TRADITIONAL GOSPEL SONG
Juan Felipe Herrera: “Blood on the Wheel”
“Blood on the Wheel,” Juan Felipe Herrera’s effusive, energetic catalog of violent extremes, may sound almost improvised; the poem passionately leaps from scene to scene, phrase to phrase, reacting against the pervasive injustice that Herrera notices and envisions in the United States and beyond. And yet the same poem evokes puzzles and mysteries, working both to see, and to see beyond, the grounds for outrage in a day’s or a year’s headline news. Like much of Herrera’s work, it shows roots in West Coast Chicano/a experience even while it exults in crossing national, regional, social, and linguistic boundaries. “Blood on the Wheel” uses its unruly textures and its array of rhetorical effects (some of them linked strongly to oral performance) to become at once public and hermetic, collective and yet idiosyncratic: the poem ends up on fire with a mission that we can follow but may never entirely grasp.

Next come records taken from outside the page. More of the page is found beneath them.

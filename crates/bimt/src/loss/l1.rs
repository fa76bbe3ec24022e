//! # L1 (mean absolute error) loss.
//!
//! Used for the cycle-consistency and identity terms of translation
//! training; follows the API shape of [`burn::nn::loss::MseLoss`].

use burn::nn::loss::Reduction;
use burn::prelude::{Backend, Tensor};

/// L1 loss over elementwise prediction/target differences.
#[derive(Debug, Clone, Default)]
pub struct L1Loss {}

impl L1Loss {
    /// Create the loss.
    pub fn new() -> Self {
        Self {}
    }

    /// Compute the reduced loss.
    ///
    /// [`Reduction::Auto`] reduces by mean.
    ///
    /// # Panics
    ///
    /// If `predictions` and `targets` differ in shape.
    pub fn forward<B: Backend, const D: usize>(
        &self,
        predictions: Tensor<B, D>,
        targets: Tensor<B, D>,
        reduction: Reduction,
    ) -> Tensor<B, 1> {
        let loss = self.forward_no_reduction(predictions, targets);
        match reduction {
            Reduction::Mean | Reduction::Auto => loss.mean(),
            Reduction::Sum => loss.sum(),
        }
    }

    /// Compute the elementwise loss ``|predictions - targets|``.
    ///
    /// # Panics
    ///
    /// If `predictions` and `targets` differ in shape.
    pub fn forward_no_reduction<B: Backend, const D: usize>(
        &self,
        predictions: Tensor<B, D>,
        targets: Tensor<B, D>,
    ) -> Tensor<B, D> {
        assert_eq!(
            targets.dims(),
            predictions.dims(),
            "Target size {:?} must be the same as input size {:?}",
            targets.dims(),
            predictions.dims(),
        );
        (predictions - targets).abs()
    }
}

Now the poet laureate of California, and the author of two dozen books of verse and prose, Herrera began as a writer and performer who worked both in Spanish and in English, sometimes within the same piece. Amid the West Coast Chicano/a movement of the early 1970s, Herrera joined “street theater groups,” as he has said in interviews, “that worked with musicians to do performance poetry.” That early work inflects his later verse. The live energy of performance infuses the couplets and lists of “Blood on the Wheel,” propelled as it is by repetitions, catalogs, and syntax (or the absence of syntax) that lets listeners stay in the moment. The poem invites us to acknowledge the many ways in which it can be heard—as performance, as incantation, as sermonlike denunciation, and also as a series of riffs and anti-realist takes on the interconnection of Detroit and Texas, poet and society, “the Groove Shopping Center” and the mysterious “Macho Hat.” On the one hand, it sprawls in many directions, all over its imagined map; on the other, it holds itself together around the many implications of one complicated word.

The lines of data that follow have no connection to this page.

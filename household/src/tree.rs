//! Family Tree Builder
//!
//! Infers a parent-pointer tree from a household's member list. The head is
//! the single generational reference point: the spouse co-parents the
//! children, and the head's own parents and grandparents sit above without
//! further links.

use tracing::debug;

use crate::components::{Member, MemberId, TreeNode};
use crate::roles::{self, RoleCategory};

/// First-match lookups shared by every member's rule evaluation.
#[derive(Debug, Default)]
struct HouseholdIndex<'a> {
    head: Option<&'a MemberId>,
    spouse: Option<&'a MemberId>,
    /// Members whose role is in the parents category, in input order.
    parents: Vec<&'a MemberId>,
}

impl<'a> HouseholdIndex<'a> {
    fn scan(members: &'a [Member]) -> Self {
        let mut index = HouseholdIndex::default();

        for member in members {
            if roles::is_head(&member.role) {
                index.head.get_or_insert(&member.id);
                continue;
            }
            match roles::classify(&member.role) {
                Some(RoleCategory::Spouse) => {
                    index.spouse.get_or_insert(&member.id);
                }
                Some(RoleCategory::Parent) => index.parents.push(&member.id),
                _ => {}
            }
        }

        index
    }

    fn first_parent(&self) -> Option<&'a MemberId> {
        self.parents.first().copied()
    }
}

/// Inferred tree for one household, in input order.
#[derive(Debug, Clone, Default, PartialEq, Eq)]
pub struct FamilyTree {
    pub nodes: Vec<TreeNode>,
}

impl FamilyTree {
    pub fn len(&self) -> usize {
        self.nodes.len()
    }

    pub fn is_empty(&self) -> bool {
        self.nodes.is_empty()
    }

    pub fn get(&self, id: &MemberId) -> Option<&TreeNode> {
        self.nodes.iter().find(|node| &node.id == id)
    }

    /// Nodes with no parents.
    pub fn roots(&self) -> impl Iterator<Item = &TreeNode> {
        self.nodes.iter().filter(|node| node.is_root())
    }

    /// Nodes listing `id` as a parent, in input order.
    pub fn children_of<'t>(&'t self, id: &'t MemberId) -> impl Iterator<Item = &'t TreeNode> {
        self.nodes.iter().filter(move |node| node.parents.contains(id))
    }

    pub fn into_nodes(self) -> Vec<TreeNode> {
        self.nodes
    }
}

/// Build the family tree for a household snapshot.
///
/// Total over its input: missing relatives only mean fewer parent links.
/// Produces one node per member in input order.
pub fn build_family_tree(members: &[Member]) -> FamilyTree {
    let index = HouseholdIndex::scan(members);

    let nodes = members
        .iter()
        .map(|member| TreeNode {
            id: member.id.clone(),
            name: member.display_name(),
            role: member.role.clone(),
            parents: infer_parents(&member.role, &index),
            relation: roles::relation_type(&member.role),
        })
        .collect();

    FamilyTree { nodes }
}

/// Apply the first matching rule for `role`.
fn infer_parents(role: &str, index: &HouseholdIndex<'_>) -> Vec<MemberId> {
    let head = || index.head.into_iter().cloned().collect::<Vec<_>>();

    if roles::is_head(role) {
        return Vec::new();
    }

    let parents = match roles::classify(role) {
        Some(RoleCategory::Spouse) => head(),
        Some(RoleCategory::Child) => index
            .head
            .into_iter()
            .chain(index.spouse)
            .cloned()
            .collect(),
        // Parents of the head are the top generation
        Some(RoleCategory::Parent) => Vec::new(),
        // Only the first parent is linked, even when both are recorded
        Some(RoleCategory::Grandparent) => index.first_parent().into_iter().cloned().collect(),
        Some(RoleCategory::Sibling) => index.parents.iter().map(|id| (*id).clone()).collect(),
        _ if roles::is_in_law(role) => index
            .spouse
            .or(index.head)
            .into_iter()
            .cloned()
            .collect(),
        _ => head(),
    };

    debug!(
        role,
        category = roles::classify(role).map_or("none", |c| c.name()),
        parents = parents.len(),
        "inferred parents"
    );
    parents
}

That word, of course, is “blood,” which comes to represent (among other things) violence, guilt (as in “blood on our hands”), life itself, vigor, a common humanity, and familial or communal loyalty (“blood ties”). Blood connects everything to everything, every body to every other body: we American readers (Anglo, Chicano, or otherwise) might be connected by our culpable ignorance, by an outrageous and especially American devotion to violence, and by a kind of loyalty to one another that—if it does not destroy us—might save us instead.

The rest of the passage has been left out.